**What needs to be done:**
Reproduce only the top of the records, down to and including the line containing "use crate::stats::pearson;".

Collected data entries:
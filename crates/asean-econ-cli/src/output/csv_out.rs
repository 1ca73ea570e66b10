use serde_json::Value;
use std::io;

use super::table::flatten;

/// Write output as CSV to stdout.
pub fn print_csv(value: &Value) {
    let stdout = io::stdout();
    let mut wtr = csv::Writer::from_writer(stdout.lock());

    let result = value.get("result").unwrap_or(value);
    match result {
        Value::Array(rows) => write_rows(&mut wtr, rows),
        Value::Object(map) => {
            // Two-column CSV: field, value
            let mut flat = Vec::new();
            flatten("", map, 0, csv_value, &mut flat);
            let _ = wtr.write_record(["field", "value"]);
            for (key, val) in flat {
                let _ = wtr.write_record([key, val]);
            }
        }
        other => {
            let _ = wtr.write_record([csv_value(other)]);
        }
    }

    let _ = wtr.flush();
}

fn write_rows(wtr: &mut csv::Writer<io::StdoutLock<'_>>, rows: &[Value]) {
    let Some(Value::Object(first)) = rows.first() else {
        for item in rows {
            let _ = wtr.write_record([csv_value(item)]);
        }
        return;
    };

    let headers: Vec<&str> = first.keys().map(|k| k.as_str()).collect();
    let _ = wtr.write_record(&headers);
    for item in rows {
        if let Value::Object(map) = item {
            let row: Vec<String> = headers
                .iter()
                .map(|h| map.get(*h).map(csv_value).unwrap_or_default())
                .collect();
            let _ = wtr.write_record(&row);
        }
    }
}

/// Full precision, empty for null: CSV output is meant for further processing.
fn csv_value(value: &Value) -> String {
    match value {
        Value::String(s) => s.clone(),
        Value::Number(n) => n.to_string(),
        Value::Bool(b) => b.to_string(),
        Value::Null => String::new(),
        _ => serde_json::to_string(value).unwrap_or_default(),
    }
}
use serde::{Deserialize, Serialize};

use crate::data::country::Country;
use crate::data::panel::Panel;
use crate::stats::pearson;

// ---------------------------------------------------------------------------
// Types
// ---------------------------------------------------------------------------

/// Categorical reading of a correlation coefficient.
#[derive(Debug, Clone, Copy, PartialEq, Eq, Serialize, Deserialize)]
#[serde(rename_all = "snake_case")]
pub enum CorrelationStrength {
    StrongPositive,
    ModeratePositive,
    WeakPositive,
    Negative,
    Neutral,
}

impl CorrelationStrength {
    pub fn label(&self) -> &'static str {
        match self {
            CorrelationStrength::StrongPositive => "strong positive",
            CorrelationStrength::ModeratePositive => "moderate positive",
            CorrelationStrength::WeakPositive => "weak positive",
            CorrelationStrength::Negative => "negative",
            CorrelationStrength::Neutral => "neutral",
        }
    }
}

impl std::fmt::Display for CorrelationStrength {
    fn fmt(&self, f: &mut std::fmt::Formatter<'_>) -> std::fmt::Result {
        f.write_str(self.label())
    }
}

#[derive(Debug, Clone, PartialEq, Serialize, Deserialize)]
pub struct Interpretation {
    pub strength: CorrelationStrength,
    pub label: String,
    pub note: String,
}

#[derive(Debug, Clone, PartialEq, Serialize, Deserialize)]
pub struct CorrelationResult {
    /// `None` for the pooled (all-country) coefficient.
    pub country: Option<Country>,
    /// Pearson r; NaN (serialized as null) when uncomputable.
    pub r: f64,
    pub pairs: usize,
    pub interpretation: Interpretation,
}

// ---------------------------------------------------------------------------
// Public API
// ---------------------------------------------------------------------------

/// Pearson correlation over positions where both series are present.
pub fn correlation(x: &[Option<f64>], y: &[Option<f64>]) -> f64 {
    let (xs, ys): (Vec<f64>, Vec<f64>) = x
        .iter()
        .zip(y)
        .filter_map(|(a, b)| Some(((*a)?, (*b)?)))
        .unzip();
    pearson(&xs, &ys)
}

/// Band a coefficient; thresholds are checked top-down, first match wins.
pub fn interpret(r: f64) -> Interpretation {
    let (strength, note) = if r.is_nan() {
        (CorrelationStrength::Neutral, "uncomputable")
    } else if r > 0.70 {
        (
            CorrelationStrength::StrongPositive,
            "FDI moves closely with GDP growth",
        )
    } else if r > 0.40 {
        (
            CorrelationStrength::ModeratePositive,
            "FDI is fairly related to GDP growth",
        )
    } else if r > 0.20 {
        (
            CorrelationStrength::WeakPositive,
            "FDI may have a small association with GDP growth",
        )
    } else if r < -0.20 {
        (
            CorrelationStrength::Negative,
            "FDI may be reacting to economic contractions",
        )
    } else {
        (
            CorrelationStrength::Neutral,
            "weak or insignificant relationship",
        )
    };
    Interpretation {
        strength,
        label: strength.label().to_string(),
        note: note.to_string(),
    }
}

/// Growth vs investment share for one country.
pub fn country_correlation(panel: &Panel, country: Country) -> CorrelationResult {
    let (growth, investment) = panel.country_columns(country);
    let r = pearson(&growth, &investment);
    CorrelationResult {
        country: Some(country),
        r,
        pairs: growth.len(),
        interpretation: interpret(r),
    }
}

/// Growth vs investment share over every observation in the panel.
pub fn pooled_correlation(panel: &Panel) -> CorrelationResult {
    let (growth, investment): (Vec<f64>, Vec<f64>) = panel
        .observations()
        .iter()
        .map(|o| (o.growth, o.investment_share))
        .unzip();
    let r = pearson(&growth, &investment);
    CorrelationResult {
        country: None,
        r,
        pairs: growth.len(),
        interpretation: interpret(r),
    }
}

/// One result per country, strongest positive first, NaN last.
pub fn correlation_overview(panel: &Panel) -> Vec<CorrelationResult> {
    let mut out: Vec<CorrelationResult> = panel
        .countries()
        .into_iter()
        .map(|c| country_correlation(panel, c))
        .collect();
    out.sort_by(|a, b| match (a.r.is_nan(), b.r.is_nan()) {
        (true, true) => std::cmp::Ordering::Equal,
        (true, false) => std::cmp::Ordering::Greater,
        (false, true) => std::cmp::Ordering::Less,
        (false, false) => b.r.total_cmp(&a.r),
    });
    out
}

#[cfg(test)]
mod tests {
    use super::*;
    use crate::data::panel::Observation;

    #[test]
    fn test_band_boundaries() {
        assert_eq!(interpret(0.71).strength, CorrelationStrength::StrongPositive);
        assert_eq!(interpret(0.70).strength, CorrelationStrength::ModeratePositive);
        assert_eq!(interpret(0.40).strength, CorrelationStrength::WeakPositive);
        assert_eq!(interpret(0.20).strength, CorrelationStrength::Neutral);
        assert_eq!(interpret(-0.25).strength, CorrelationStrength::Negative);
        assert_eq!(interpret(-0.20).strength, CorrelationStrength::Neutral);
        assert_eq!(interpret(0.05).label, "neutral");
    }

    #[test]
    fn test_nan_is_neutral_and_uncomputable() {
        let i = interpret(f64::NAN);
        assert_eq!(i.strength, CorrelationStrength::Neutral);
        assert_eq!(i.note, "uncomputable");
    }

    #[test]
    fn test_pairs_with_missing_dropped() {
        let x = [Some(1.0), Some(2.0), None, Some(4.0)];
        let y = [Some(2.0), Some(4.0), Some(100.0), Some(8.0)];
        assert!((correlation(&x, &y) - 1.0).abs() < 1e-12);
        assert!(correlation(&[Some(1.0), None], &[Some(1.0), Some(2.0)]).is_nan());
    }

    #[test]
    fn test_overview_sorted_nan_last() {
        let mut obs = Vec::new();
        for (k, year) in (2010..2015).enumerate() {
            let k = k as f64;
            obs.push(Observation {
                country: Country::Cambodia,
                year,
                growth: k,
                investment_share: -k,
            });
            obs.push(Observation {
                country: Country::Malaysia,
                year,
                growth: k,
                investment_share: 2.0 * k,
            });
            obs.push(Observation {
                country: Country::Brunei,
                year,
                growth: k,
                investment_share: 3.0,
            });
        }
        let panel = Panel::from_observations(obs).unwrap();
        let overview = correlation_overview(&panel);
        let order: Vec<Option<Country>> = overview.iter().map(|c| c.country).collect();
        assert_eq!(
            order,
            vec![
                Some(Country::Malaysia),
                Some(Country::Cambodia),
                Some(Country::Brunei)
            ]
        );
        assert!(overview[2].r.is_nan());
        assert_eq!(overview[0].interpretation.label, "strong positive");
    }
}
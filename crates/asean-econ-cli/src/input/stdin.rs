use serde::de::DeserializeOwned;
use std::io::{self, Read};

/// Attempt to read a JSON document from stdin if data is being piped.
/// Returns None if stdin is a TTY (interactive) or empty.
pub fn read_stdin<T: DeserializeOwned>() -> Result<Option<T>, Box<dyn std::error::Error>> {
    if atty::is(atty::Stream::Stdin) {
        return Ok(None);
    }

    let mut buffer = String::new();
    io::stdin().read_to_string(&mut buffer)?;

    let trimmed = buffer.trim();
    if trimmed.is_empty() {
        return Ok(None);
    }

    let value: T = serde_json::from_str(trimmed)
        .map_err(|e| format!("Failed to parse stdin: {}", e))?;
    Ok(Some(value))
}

**Task output:**
filename crates/asean-econ-cli/src/output/csv_out.rs
repository 1ca73ea570e66b10
use serde_json::Value;
use std::io;

use super::table::flatten;

/// Write output as CSV to stdout.
pub fn print_csv(value: &Value) {
    let stdout = io::stdout();
    let mut wtr = csv::Writer::from_writer(stdout.lock());

    let result = value.get("result").unwrap_or(value);
    match result {
        Value::Array(rows) => write_rows(&mut wtr, rows),
        Value::Object(map) => {
            // Two-column CSV: field, value
            let mut flat = Vec::new();
            flatten("", map, 0, csv_value, &mut flat);
            let _ = wtr.write_record(["field", "value"]);
            for (key, val) in flat {
                let _ = wtr.write_record([key, val]);
            }
        }
        other => {
            let _ = wtr.write_record([csv_value(other)]);
        }
    }

    let _ = wtr.flush();
}

fn write_rows(wtr: &mut csv::Writer<io::StdoutLock<'_>>, rows: &[Value]) {
    let Some(Value::Object(first)) = rows.first() else {
        for item in rows {
            let _ = wtr.write_record([csv_value(item)]);
        }
        return;
    };

    let headers: Vec<&str> = first.keys().map(|k| k.as_str()).collect();
    let _ = wtr.write_record(&headers);
    for item in rows {
        if let Value::Object(map) = item {
            let row: Vec<String> = headers
                .iter()
                .map(|h| map.get(*h).map(csv_value).unwrap_or_default())
                .collect();
            let _ = wtr.write_record(&row);
        }
    }
}

/// Full precision, empty for null: CSV output is meant for further processing.
fn csv_value(value: &Value) -> String {
    match value {
        Value::String(s) => s.clone(),
        Value::Number(n) => n.to_string(),
        Value::Bool(b) => b.to_string(),
        Value::Null => String::new(),
        _ => serde_json::to_string(value).unwrap_or_default(),
    }
}
use serde::{Deserialize, Serialize};

use crate::data::country::Country;
use crate::data::panel::Panel;
use crate::stats::pearson;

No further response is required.